Stored data entries
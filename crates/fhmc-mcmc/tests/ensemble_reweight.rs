use fhmc_core::McError;
use fhmc_mcmc::{
    Bias, BiasConfig, Criteria, Ensemble, GrandCanonical, Histogram, LnProbability, Macrostate,
    MacrostateKind, RunConfig, WangLandauConfig,
};

fn ln_binomial(n: usize, k: usize) -> f64 {
    let ln_factorial = |m: usize| (1..=m).map(|i| (i as f64).ln()).sum::<f64>();
    ln_factorial(n) - ln_factorial(k) - ln_factorial(n - k)
}

fn ideal_gas(sites: usize) -> Ensemble {
    let histogram = Histogram::new(1.0, 0.0, sites as f64).unwrap();
    let ln_prob = LnProbability::from_values((0..=sites).map(|n| ln_binomial(sites, n)).collect());
    Ensemble::new(histogram, ln_prob).unwrap()
}

fn two_phase() -> Ensemble {
    let histogram = Histogram::new(1.0, 0.0, 20.0).unwrap();
    let values = (0..=20)
        .map(|n| {
            let n = n as f64;
            (-(n - 4.0).powi(2)).max(-(n - 16.0).powi(2))
        })
        .collect();
    Ensemble::new(histogram, LnProbability::from_values(values)).unwrap()
}

#[test]
fn ideal_gas_reweighting_shifts_the_density() {
    let mut gce = GrandCanonical::new(ideal_gas(20), 0.0).unwrap();
    assert!(!gce.ensemble().is_phase_boundary().unwrap());
    assert!((gce.ensemble().average_macrostate(0).unwrap() - 10.0).abs() < 1e-9);
    assert!((gce.beta_pv(0).unwrap() - 20.0 * 2.0_f64.ln()).abs() < 1e-9);

    // <N> = M z / (1 + z) and beta P V = M ln(1 + z) with z = exp(beta_mu)
    gce.reweight_to(3.0_f64.ln());
    assert!((gce.beta_mu() - 3.0_f64.ln()).abs() < 1e-12);
    assert!((gce.ensemble().average_macrostate(0).unwrap() - 15.0).abs() < 1e-9);
    assert!((gce.beta_pv(0).unwrap() - 20.0 * 4.0_f64.ln()).abs() < 1e-9);

    let total: f64 = gce.ensemble().ln_prob().values().iter().map(|v| v.exp()).sum();
    assert!((total - 1.0).abs() < 1e-12);
    assert_eq!(gce.ensemble().ln_prob_original().value(7), ln_binomial(20, 7));
}

#[test]
fn reweighting_starts_from_the_sampled_distribution() {
    let mut ensemble = ideal_gas(10);
    let once = ensemble.reweight(0.5).clone();
    ensemble.reweight(-2.0);
    assert_eq!(ensemble.reweight(0.5), &once);
    assert_eq!(ensemble.delta_conjugate(), 0.5);
}

#[test]
fn interior_minimum_splits_the_phases() {
    let ensemble = two_phase();
    assert!(ensemble.is_phase_boundary().unwrap());
    assert_eq!(ensemble.phase_boundary(0).unwrap(), (0, 10));
    assert_eq!(ensemble.phase_boundary(1).unwrap(), (10, 20));
    let low = ensemble.average_macrostate(0).unwrap();
    let high = ensemble.average_macrostate(1).unwrap();
    assert!(low < 10.0 && high > 10.0);
    assert!((low + high - 20.0).abs() < 1e-9);

    let err = ensemble.phase_boundary(2).unwrap_err();
    assert_eq!(err.info().code, "ensemble-phase");
}

#[test]
fn several_minima_are_ambiguous() {
    let histogram = Histogram::new(1.0, 0.0, 6.0).unwrap();
    let ln_prob = LnProbability::from_values(vec![0.0, -3.0, -1.0, 0.0, -1.0, -3.0, 0.0]);
    let ensemble = Ensemble::new(histogram, ln_prob).unwrap().with_num_smooth(1);
    let err = ensemble.average_macrostate(0).unwrap_err();
    assert!(matches!(err, McError::Consistency(_)));
    assert_eq!(err.info().code, "ensemble-minima");
}

#[test]
fn per_bin_values_must_match_the_histogram() {
    let ensemble = ideal_gas(4);
    let err = ensemble.average(&[1.0, 2.0], 0).unwrap_err();
    assert_eq!(err.info().code, "ensemble-bins");

    let histogram = Histogram::new(1.0, 0.0, 4.0).unwrap();
    let err = Ensemble::new(histogram, LnProbability::uniform(3)).unwrap_err();
    assert_eq!(err.info().code, "ensemble-bins");
}

#[test]
fn grand_canonical_needs_an_empty_first_bin() {
    let histogram = Histogram::new(1.0, 2.0, 6.0).unwrap();
    let ensemble = Ensemble::new(histogram, LnProbability::uniform(5)).unwrap();
    let err = GrandCanonical::new(ensemble, 0.0).unwrap_err();
    assert_eq!(err.info().code, "ensemble-empty-bin");
}

#[test]
fn criteria_estimate_feeds_an_ensemble() {
    let histogram = Histogram::new(1.0, 0.0, 8.0).unwrap();
    let macrostate = Macrostate::new(MacrostateKind::NumParticles, histogram);
    let mut bias =
        Bias::from_config(&BiasConfig::WangLandau(WangLandauConfig::default()), 9).unwrap();
    bias.set_ln_macro_prob(LnProbability::from_values((0..=8).map(|n| ln_binomial(8, n)).collect()));
    let criteria = Criteria::flat_histogram(1.0, macrostate, bias).unwrap();

    let ensemble = Ensemble::from_criteria(&criteria).unwrap();
    assert_eq!(ensemble.histogram().num_bins(), 9);
    assert!((ensemble.average_macrostate(0).unwrap() - 4.0).abs() < 1e-9);

    let err = Ensemble::from_criteria(&Criteria::metropolis(1.0)).unwrap_err();
    assert_eq!(err.info().code, "ensemble-metropolis");
    let err = Ensemble::from_run(&RunConfig::default(), ensemble.ln_prob()).unwrap_err();
    assert_eq!(err.info().code, "ensemble-metropolis");
}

_REQUIRED WORK_
Return each line of the data exactly as it was given.

_EXERCISE OUTPUT_
filename crates/fhmc-mcmc/tests/ensemble_reweight.rs
use fhmc_core::McError;
use fhmc_mcmc::{
    Bias, BiasConfig, Criteria, Ensemble, GrandCanonical, Histogram, LnProbability, Macrostate,
    MacrostateKind, RunConfig, WangLandauConfig,
};

fn ln_binomial(n: usize, k: usize) -> f64 {
    let ln_factorial = |m: usize| (1..=m).map(|i| (i as f64).ln()).sum::<f64>();
    ln_factorial(n) - ln_factorial(k) - ln_factorial(n - k)
}

fn ideal_gas(sites: usize) -> Ensemble {
    let histogram = Histogram::new(1.0, 0.0, sites as f64).unwrap();
    let ln_prob = LnProbability::from_values((0..=sites).map(|n| ln_binomial(sites, n)).collect());
    Ensemble::new(histogram, ln_prob).unwrap()
}

fn two_phase() -> Ensemble {
    let histogram = Histogram::new(1.0, 0.0, 20.0).unwrap();
    let values = (0..=20)
        .map(|n| {
            let n = n as f64;
            (-(n - 4.0).powi(2)).max(-(n - 16.0).powi(2))
        })
        .collect();
    Ensemble::new(histogram, LnProbability::from_values(values)).unwrap()
}

#[test]
fn ideal_gas_reweighting_shifts_the_density() {
    let mut gce = GrandCanonical::new(ideal_gas(20), 0.0).unwrap();
    assert!(!gce.ensemble().is_phase_boundary().unwrap());
    assert!((gce.ensemble().average_macrostate(0).unwrap() - 10.0).abs() < 1e-9);
    assert!((gce.beta_pv(0).unwrap() - 20.0 * 2.0_f64.ln()).abs() < 1e-9);

    // <N> = M z / (1 + z) and beta P V = M ln(1 + z) with z = exp(beta_mu)
    gce.reweight_to(3.0_f64.ln());
    assert!((gce.beta_mu() - 3.0_f64.ln()).abs() < 1e-12);
    assert!((gce.ensemble().average_macrostate(0).unwrap() - 15.0).abs() < 1e-9);
    assert!((gce.beta_pv(0).unwrap() - 20.0 * 4.0_f64.ln()).abs() < 1e-9);

    let total: f64 = gce.ensemble().ln_prob().values().iter().map(|v| v.exp()).sum();
    assert!((total - 1.0).abs() < 1e-12);
    assert_eq!(gce.ensemble().ln_prob_original().value(7), ln_binomial(20, 7));
}

#[test]
fn reweighting_starts_from_the_sampled_distribution() {
    let mut ensemble = ideal_gas(10);
    let once = ensemble.reweight(0.5).clone();
    ensemble.reweight(-2.0);
    assert_eq!(ensemble.reweight(0.5), &once);
    assert_eq!(ensemble.delta_conjugate(), 0.5);
}

#[test]
fn interior_minimum_splits_the_phases() {
    let ensemble = two_phase();
    assert!(ensemble.is_phase_boundary().unwrap());
    assert_eq!(ensemble.phase_boundary(0).unwrap(), (0, 10));
    assert_eq!(ensemble.phase_boundary(1).unwrap(), (10, 20));
    let low = ensemble.average_macrostate(0).unwrap();
    let high = ensemble.average_macrostate(1).unwrap();
    assert!(low < 10.0 && high > 10.0);
    assert!((low + high - 20.0).abs() < 1e-9);

    let err = ensemble.phase_boundary(2).unwrap_err();
    assert_eq!(err.info().code, "ensemble-phase");
}

#[test]
fn several_minima_are_ambiguous() {
    let histogram = Histogram::new(1.0, 0.0, 6.0).unwrap();
    let ln_prob = LnProbability::from_values(vec![0.0, -3.0, -1.0, 0.0, -1.0, -3.0, 0.0]);
    let ensemble = Ensemble::new(histogram, ln_prob).unwrap().with_num_smooth(1);
    let err = ensemble.average_macrostate(0).unwrap_err();
    assert!(matches!(err, McError::Consistency(_)));
    assert_eq!(err.info().code, "ensemble-minima");
}

#[test]
fn per_bin_values_must_match_the_histogram() {
    let ensemble = ideal_gas(4);
    let err = ensemble.average(&[1.0, 2.0], 0).unwrap_err();
    assert_eq!(err.info().code, "ensemble-bins");

    let histogram = Histogram::new(1.0, 0.0, 4.0).unwrap();
    let err = Ensemble::new(histogram, LnProbability::uniform(3)).unwrap_err();
    assert_eq!(err.info().code, "ensemble-bins");
}

#[test]
fn grand_canonical_needs_an_empty_first_bin() {
    let histogram = Histogram::new(1.0, 2.0, 6.0).unwrap();
    let ensemble = Ensemble::new(histogram, LnProbability::uniform(5)).unwrap();
    let err = GrandCanonical::new(ensemble, 0.0).unwrap_err();
    assert_eq!(err.info().code, "ensemble-empty-bin");
}

#[test]
fn criteria_estimate_feeds_an_ensemble() {
    let histogram = Histogram::new(1.0, 0.0, 8.0).unwrap();
    let macrostate = Macrostate::new(MacrostateKind::NumParticles, histogram);
    let mut bias =
        Bias::from_config(&BiasConfig::WangLandau(WangLandauConfig::default()), 9).unwrap();
    bias.set_ln_macro_prob(LnProbability::from_values((0..=8).map(|n| ln_binomial(8, n)).collect()));
    let criteria = Criteria::flat_histogram(1.0, macrostate, bias).unwrap();

    let ensemble = Ensemble::from_criteria(&criteria).unwrap();
    assert_eq!(ensemble.histogram().num_bins(), 9);
    assert!((ensemble.average_macrostate(0).unwrap() - 4.0).abs() < 1e-9);

    let err = Ensemble::from_criteria(&Criteria::metropolis(1.0)).unwrap_err();
    assert_eq!(err.info().code, "ensemble-metropolis");
    let err = Ensemble::from_run(&RunConfig::default(), ensemble.ln_prob()).unwrap_err();
    assert_eq!(err.info().code, "ensemble-metropolis");
}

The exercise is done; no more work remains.